Я живу на свете, где попало,И нигде, пожалуй, не живу…

Пока разговаривали, я доставал свои работы. Разложил несколько композиций. Зверев обратил внимание на натюрморт и, указав на пятно на стыке красок золотистого и зелёного и красного, сказал, что это хорошо, и добавил: напоминает венецианцев. Приглашал к себе.


Мы успели перебежать трамвайную линию, и дверь захлопнулась за нами. Замусоленный халат просипел: «Обед, граждане. Чего прёшь? Обед».

Проголосовавший народ деловито матерился у прилавка. Карманы вывернуты. До «белой головки» не хватало двадцати трёх копеек, а с «чёрной» хватило и на хлеб, и на «братскую могилу» (развесная дешёвая килька) и оставалось ещё двадцать три копейки.

У обшарпанного подъезда Николай поскользнулся, но, выдав невиданный пируэт, воскликнул: «Стихи писать — не сифилис носить!» И, выбросив вперёд руку, прижал её к сердцу. Бутылка была в сохранности. В коридоре пахло кошками и ещё чем-то. Мы долго стучали в глухую дверь.

Толя работал.
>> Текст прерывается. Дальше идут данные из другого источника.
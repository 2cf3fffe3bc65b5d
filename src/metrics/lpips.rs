//! LPIPS perceptual distance on AlexNet features, evaluated on the CPU.
//!
//! Weights come from a safetensors export of the LPIPS(alex) state dict:
//! `net.slice{n}.{i}.weight|bias` for the five convolutions and
//! `lin{n}.model.1.weight` for the per-layer channel weights.

use std::{fs, path::Path};

use image::RgbImage;
use ndarray::{Array1, Array2, Array3, Axis};
use safetensors::{Dtype, SafeTensors};

use crate::{
    error::{RestorationError, Result},
    metrics::PerceptualMetric,
};

const SHIFT: [f32; 3] = [-0.030, -0.088, -0.188];
const SCALE: [f32; 3] = [0.458, 0.448, 0.450];
const NORM_EPS: f32 = 1e-10;

/// (tensor prefix, kernel, stride, padding, max-pool before the convolution)
const ALEXNET: [(&str, usize, usize, usize, bool); 5] = [
    ("net.slice1.0", 11, 4, 2, false),
    ("net.slice2.3", 5, 1, 2, true),
    ("net.slice3.6", 3, 1, 1, true),
    ("net.slice4.8", 3, 1, 1, false),
    ("net.slice5.10", 3, 1, 1, false),
];

pub struct Conv2d {
    weight: Array2<f32>,
    bias: Array1<f32>,
    in_channels: usize,
    kernel: usize,
    stride: usize,
    padding: usize,
}

impl Conv2d {
    pub fn new(
        weight: Array2<f32>,
        bias: Array1<f32>,
        kernel: usize,
        stride: usize,
        padding: usize,
    ) -> Result<Self> {
        let (out_channels, patch) = weight.dim();
        if bias.len() != out_channels || kernel == 0 || patch % (kernel * kernel) != 0 {
            return Err(RestorationError::Model(format!(
                "inconsistent convolution: weight {out_channels}x{patch}, bias {}, kernel {kernel}",
                bias.len()
            )));
        }

        Ok(Self {
            in_channels: patch / (kernel * kernel),
            weight,
            bias,
            kernel,
            stride: stride.max(1),
            padding,
        })
    }

    pub fn out_channels(&self) -> usize {
        self.weight.nrows()
    }

    /// Convolution via im2col and a single matrix product; input is (C, H, W).
    pub fn forward(&self, input: &Array3<f32>) -> Result<Array3<f32>> {
        let (channels, height, width) = input.dim();
        if channels != self.in_channels {
            return Err(RestorationError::Model(format!(
                "expected {} input channels, got {channels}",
                self.in_channels
            )));
        }
        let (k, s, p) = (self.kernel, self.stride, self.padding);
        if height + 2 * p < k || width + 2 * p < k {
            return Err(RestorationError::Model(format!(
                "input {width}x{height} smaller than kernel {k}"
            )));
        }

        let out_h = (height + 2 * p - k) / s + 1;
        let out_w = (width + 2 * p - k) / s + 1;
        let mut columns = Array2::<f32>::zeros((channels * k * k, out_h * out_w));

        for c in 0..channels {
            for ky in 0..k {
                for kx in 0..k {
                    let row = (c * k + ky) * k + kx;
                    for oy in 0..out_h {
                        let iy = (oy * s + ky) as isize - p as isize;
                        if iy < 0 || iy as usize >= height {
                            continue;
                        }
                        for ox in 0..out_w {
                            let ix = (ox * s + kx) as isize - p as isize;
                            if ix < 0 || ix as usize >= width {
                                continue;
                            }
                            columns[[row, oy * out_w + ox]] = input[[c, iy as usize, ix as usize]];
                        }
                    }
                }
            }
        }

        let mut output = self.weight.dot(&columns);
        output += &self.bias.view().insert_axis(Axis(1));

        output
            .into_shape_with_order((self.out_channels(), out_h, out_w))
            .map_err(|e| RestorationError::Model(e.to_string()))
    }
}

pub struct FeatureLayer {
    pub conv: Conv2d,
    pub pool_before: bool,
    pub channel_weights: Array1<f32>,
}

pub struct LpipsModel {
    layers: Vec<FeatureLayer>,
}

impl LpipsModel {
    pub fn new(layers: Vec<FeatureLayer>) -> Result<Self> {
        if layers.is_empty() {
            return Err(RestorationError::Model("no feature layers".into()));
        }
        for layer in &layers {
            if layer.channel_weights.len() != layer.conv.out_channels() {
                return Err(RestorationError::Model(
                    "channel weights do not match layer width".into(),
                ));
            }
        }
        Ok(Self { layers })
    }

    pub fn load<P: AsRef<Path>>(path: P) -> Result<Self> {
        let bytes = fs::read(path.as_ref())?;
        Self::from_safetensors(&bytes)
    }

    pub fn from_safetensors(bytes: &[u8]) -> Result<Self> {
        let tensors =
            SafeTensors::deserialize(bytes).map_err(|e| RestorationError::Model(e.to_string()))?;

        let mut layers = Vec::with_capacity(ALEXNET.len());
        for (index, (prefix, kernel, stride, padding, pool_before)) in ALEXNET.iter().enumerate() {
            let (weight_shape, weight) = read_tensor(&tensors, &format!("{prefix}.weight"))?;
            let (_, bias) = read_tensor(&tensors, &format!("{prefix}.bias"))?;
            let (_, lin) = read_tensor(&tensors, &format!("lin{index}.model.1.weight"))?;

            let out_channels = weight_shape.first().copied().unwrap_or(0);
            let patch = weight.len() / out_channels.max(1);
            let weight = Array2::from_shape_vec((out_channels, patch), weight)
                .map_err(|e| RestorationError::Model(e.to_string()))?;

            layers.push(FeatureLayer {
                conv: Conv2d::new(weight, Array1::from(bias), *kernel, *stride, *padding)?,
                pool_before: *pool_before,
                channel_weights: Array1::from(lin),
            });
        }

        Self::new(layers)
    }

    /// Per-layer channel-normalized activations.
    fn features(&self, image: &RgbImage) -> Result<Vec<Array3<f32>>> {
        let mut x = to_tensor(image);
        let mut features = Vec::with_capacity(self.layers.len());

        for layer in &self.layers {
            if layer.pool_before {
                x = max_pool(&x, 3, 2);
            }
            x = layer.conv.forward(&x)?;
            x.mapv_inplace(|v| v.max(0.0));
            features.push(normalize_channels(&x));
        }

        Ok(features)
    }
}

impl PerceptualMetric for LpipsModel {
    fn distance(&self, reference: &RgbImage, candidate: &RgbImage) -> Result<f64> {
        if reference.dimensions() != candidate.dimensions() {
            return Err(RestorationError::DimensionMismatch {
                expected: reference.dimensions(),
                actual: candidate.dimensions(),
            });
        }

        let a = self.features(reference)?;
        let b = self.features(candidate)?;

        let mut total = 0.0f64;
        for ((fa, fb), layer) in a.iter().zip(b.iter()).zip(self.layers.iter()) {
            let (channels, height, width) = fa.dim();
            let mut layer_sum = 0.0f64;
            for c in 0..channels {
                let w = layer.channel_weights[c] as f64;
                for y in 0..height {
                    for x in 0..width {
                        let d = (fa[[c, y, x]] - fb[[c, y, x]]) as f64;
                        layer_sum += w * d * d;
                    }
                }
            }
            total += layer_sum / (height * width) as f64;
        }

        Ok(total)
    }
}

fn read_tensor(tensors: &SafeTensors<'_>, name: &str) -> Result<(Vec<usize>, Vec<f32>)> {
    let view = tensors
        .tensor(name)
        .map_err(|e| RestorationError::Model(format!("{name}: {e}")))?;

    if view.dtype() != Dtype::F32 {
        return Err(RestorationError::Model(format!(
            "{name}: expected f32, found {:?}",
            view.dtype()
        )));
    }

    let values = view
        .data()
        .chunks_exact(4)
        .map(|b| f32::from_le_bytes([b[0], b[1], b[2], b[3]]))
        .collect();

    Ok((view.shape().to_vec(), values))
}

/// RGB in [0, 255] -> LPIPS input: scaled to [-1, 1], then shifted and scaled per channel.
pub fn to_tensor(image: &RgbImage) -> Array3<f32> {
    let (width, height) = image.dimensions();
    let mut tensor = Array3::zeros((3, height as usize, width as usize));

    for (x, y, pixel) in image.enumerate_pixels() {
        for c in 0..3 {
            let v = pixel[c] as f32 / 127.5 - 1.0;
            tensor[[c, y as usize, x as usize]] = (v - SHIFT[c]) / SCALE[c];
        }
    }

    tensor
}

fn max_pool(input: &Array3<f32>, size: usize, stride: usize) -> Array3<f32> {
    let (channels, height, width) = input.dim();
    if height < size || width < size {
        return input.clone();
    }
    let out_h = (height - size) / stride + 1;
    let out_w = (width - size) / stride + 1;
    let mut output = Array3::from_elem((channels, out_h, out_w), f32::NEG_INFINITY);

    for c in 0..channels {
        for oy in 0..out_h {
            for ox in 0..out_w {
                let mut best = f32::NEG_INFINITY;
                for dy in 0..size {
                    for dx in 0..size {
                        best = best.max(input[[c, oy * stride + dy, ox * stride + dx]]);
                    }
                }
                output[[c, oy, ox]] = best;
            }
        }
    }

    output
}

fn normalize_channels(input: &Array3<f32>) -> Array3<f32> {
    let norms = input.mapv(|v| v * v).sum_axis(Axis(0)).mapv(f32::sqrt);
    let mut output = input.clone();

    for mut channel in output.axis_iter_mut(Axis(0)) {
        channel.zip_mut_with(&norms, |v, &n| *v /= n + NORM_EPS);
    }

    output
}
Из большого помойного ведра он вытаскивал кисть, окунал в банку с краской и… встряхивал над бумагой. В углу сидела блондинистая модель. И снова кисть описывала сложную траекторию и окропляла белый лист разноцветными кляксами, линиями, точками… Наконец он харкнул на рисунок, провёл рукой по нему и отложил в сторону, на кипу исписанной бумаги.

Всмотревшись, я увидел в этой мазне светящееся лицо девушки.

— Портрет, что Ренуар или Сера.

— Ренуар? Говно… Сера?.. Дерьмо… Туда же Сезанн… да и все Завинчи-Давинчи тоже…

Он бросил окурок в ведро с кистями.

— Расстреливай Растрелли.

Тёмно-красный сургуч падал на бумажную клетчатую доску с шашками. Чокнулись. Вошла женщина и объявила, что пришли двое с ящиком. Анатолий держал кильку за хвост и, отрывая ей голову, сказал: «Гони их, мать, в три шеи…»

Стук. Звон. Тишина.

Он вернулся. Вытер руки о вельветовые брюки. И прошёл в дамки, съев две шашки.

— А чужие оказались не свои…

От Зверева я пришёл в возбуждённом состоянии. Быстро соорудил натюрморт. Чистый лист бумаги лежал на полу. Гуашь получилась. Пришло новое понимание материала краски.